**Dataset entries**:
....................
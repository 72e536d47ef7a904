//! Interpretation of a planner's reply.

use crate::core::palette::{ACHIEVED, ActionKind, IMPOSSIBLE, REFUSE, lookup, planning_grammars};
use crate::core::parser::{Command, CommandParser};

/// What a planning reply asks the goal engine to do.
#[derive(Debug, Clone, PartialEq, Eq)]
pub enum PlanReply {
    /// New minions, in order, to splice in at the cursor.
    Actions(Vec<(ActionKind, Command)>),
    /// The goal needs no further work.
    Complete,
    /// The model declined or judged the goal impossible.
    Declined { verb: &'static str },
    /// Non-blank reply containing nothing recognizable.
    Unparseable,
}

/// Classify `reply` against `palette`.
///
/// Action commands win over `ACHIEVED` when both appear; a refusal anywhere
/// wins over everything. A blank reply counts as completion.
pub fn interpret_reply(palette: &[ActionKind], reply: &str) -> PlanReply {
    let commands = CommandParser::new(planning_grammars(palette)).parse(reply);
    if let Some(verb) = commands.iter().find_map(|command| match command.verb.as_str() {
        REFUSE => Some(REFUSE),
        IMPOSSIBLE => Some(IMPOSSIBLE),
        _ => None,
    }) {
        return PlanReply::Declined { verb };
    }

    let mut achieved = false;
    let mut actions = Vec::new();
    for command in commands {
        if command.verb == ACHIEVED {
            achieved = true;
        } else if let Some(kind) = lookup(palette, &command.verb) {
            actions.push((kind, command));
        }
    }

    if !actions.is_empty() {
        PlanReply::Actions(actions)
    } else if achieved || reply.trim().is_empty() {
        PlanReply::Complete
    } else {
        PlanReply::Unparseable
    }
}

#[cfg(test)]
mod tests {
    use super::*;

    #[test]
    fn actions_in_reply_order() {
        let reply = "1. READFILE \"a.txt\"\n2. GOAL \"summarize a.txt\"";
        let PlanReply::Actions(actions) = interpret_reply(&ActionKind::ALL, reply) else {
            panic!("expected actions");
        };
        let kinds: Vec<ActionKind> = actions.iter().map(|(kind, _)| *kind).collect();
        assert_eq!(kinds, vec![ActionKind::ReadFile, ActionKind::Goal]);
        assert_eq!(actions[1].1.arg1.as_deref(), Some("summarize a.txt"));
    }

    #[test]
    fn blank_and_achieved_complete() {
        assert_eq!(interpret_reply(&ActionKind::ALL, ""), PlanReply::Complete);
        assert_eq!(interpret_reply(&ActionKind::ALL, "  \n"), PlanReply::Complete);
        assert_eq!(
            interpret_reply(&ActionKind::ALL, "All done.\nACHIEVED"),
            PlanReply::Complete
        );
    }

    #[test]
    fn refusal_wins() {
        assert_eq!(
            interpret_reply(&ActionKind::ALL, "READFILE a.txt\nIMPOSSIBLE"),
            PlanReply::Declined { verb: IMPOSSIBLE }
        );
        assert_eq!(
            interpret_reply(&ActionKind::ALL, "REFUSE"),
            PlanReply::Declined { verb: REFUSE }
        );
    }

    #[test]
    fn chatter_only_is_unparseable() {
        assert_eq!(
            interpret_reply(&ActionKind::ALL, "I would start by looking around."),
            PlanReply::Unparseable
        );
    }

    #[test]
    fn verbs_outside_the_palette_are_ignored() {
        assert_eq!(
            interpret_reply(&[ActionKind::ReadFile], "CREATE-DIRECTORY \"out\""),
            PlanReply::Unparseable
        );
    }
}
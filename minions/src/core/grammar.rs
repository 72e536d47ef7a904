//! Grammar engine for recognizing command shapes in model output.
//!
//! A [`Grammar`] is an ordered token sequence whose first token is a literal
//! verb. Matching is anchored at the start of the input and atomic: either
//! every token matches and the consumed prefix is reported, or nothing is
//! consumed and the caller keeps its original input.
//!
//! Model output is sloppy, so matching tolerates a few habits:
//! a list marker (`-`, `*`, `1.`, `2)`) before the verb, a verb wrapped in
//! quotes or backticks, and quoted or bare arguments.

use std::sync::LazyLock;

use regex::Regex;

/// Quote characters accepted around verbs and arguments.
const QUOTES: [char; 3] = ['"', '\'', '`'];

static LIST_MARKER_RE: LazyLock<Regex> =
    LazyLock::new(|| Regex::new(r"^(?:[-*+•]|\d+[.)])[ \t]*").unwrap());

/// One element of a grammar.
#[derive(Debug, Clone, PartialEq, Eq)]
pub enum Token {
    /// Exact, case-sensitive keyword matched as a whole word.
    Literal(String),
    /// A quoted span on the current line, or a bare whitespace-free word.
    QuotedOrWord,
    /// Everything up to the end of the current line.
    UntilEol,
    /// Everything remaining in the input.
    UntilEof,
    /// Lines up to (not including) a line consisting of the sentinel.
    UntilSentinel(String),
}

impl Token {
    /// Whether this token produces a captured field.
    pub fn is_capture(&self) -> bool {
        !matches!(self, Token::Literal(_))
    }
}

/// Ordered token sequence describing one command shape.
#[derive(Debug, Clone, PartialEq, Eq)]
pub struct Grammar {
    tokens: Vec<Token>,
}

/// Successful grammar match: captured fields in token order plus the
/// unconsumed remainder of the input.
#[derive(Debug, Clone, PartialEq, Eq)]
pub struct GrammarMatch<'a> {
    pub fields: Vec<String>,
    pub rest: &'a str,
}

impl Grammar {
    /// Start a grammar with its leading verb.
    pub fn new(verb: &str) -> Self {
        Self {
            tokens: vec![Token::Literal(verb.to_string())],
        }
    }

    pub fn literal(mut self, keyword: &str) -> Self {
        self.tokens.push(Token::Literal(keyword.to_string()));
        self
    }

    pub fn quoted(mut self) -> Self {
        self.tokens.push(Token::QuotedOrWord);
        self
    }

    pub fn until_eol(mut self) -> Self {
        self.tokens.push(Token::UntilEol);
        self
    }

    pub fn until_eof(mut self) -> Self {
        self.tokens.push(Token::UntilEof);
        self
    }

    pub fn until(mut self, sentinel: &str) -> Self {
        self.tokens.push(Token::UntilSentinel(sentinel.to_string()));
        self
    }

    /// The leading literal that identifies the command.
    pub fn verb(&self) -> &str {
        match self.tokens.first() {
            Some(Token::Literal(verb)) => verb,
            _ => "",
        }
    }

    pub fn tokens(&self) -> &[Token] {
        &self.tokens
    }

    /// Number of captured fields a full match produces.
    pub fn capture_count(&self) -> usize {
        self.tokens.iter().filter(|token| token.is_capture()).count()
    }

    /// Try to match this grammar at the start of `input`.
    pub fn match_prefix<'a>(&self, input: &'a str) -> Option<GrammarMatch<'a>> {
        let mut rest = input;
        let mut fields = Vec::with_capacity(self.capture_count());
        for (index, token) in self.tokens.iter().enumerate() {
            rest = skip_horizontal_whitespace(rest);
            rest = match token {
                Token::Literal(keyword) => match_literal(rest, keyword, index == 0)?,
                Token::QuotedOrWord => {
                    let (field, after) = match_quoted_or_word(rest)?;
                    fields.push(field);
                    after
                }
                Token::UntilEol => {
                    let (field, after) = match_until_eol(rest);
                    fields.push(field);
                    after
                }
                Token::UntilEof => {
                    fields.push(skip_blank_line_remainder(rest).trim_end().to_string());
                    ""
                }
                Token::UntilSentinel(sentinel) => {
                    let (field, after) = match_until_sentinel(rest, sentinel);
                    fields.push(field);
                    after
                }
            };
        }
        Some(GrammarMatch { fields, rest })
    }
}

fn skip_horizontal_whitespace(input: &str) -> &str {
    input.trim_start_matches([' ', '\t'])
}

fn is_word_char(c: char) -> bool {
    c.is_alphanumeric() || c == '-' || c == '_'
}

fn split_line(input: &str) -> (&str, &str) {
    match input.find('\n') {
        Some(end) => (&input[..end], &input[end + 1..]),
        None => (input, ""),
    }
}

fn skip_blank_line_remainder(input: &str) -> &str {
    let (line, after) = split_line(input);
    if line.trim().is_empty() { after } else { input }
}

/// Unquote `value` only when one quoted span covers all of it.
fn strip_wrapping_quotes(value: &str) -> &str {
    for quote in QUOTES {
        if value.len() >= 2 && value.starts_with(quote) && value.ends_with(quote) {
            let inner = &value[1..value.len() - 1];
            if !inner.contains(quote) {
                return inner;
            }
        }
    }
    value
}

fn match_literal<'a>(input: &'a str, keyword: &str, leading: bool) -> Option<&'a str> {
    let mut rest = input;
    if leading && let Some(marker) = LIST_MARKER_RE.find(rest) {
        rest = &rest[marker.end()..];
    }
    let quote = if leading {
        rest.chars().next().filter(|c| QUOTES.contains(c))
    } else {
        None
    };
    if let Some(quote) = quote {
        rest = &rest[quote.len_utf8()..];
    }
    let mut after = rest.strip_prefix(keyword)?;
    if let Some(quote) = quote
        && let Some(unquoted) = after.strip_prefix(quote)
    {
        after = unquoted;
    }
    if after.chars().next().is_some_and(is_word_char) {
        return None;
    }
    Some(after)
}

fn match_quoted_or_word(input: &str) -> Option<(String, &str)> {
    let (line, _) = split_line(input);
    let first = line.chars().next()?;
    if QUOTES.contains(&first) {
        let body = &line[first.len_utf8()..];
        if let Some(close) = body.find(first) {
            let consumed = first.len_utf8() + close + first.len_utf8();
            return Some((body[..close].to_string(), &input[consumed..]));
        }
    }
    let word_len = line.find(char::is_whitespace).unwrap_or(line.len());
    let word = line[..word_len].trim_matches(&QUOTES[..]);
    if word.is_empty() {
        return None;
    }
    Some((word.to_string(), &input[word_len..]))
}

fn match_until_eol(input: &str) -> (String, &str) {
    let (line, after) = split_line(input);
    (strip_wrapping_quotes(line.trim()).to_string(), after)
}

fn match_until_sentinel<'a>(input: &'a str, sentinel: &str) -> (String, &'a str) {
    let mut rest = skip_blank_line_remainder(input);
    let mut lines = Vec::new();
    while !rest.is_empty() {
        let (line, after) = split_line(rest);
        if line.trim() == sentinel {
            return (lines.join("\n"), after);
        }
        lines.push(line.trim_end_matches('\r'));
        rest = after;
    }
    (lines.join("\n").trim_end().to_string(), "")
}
....................
**Task details**: Read through the records above and copy the lines that contain "engine".

**Response box**:
/// What a planning reply asks the goal engine to do.
//! Grammar engine for recognizing command shapes in model output.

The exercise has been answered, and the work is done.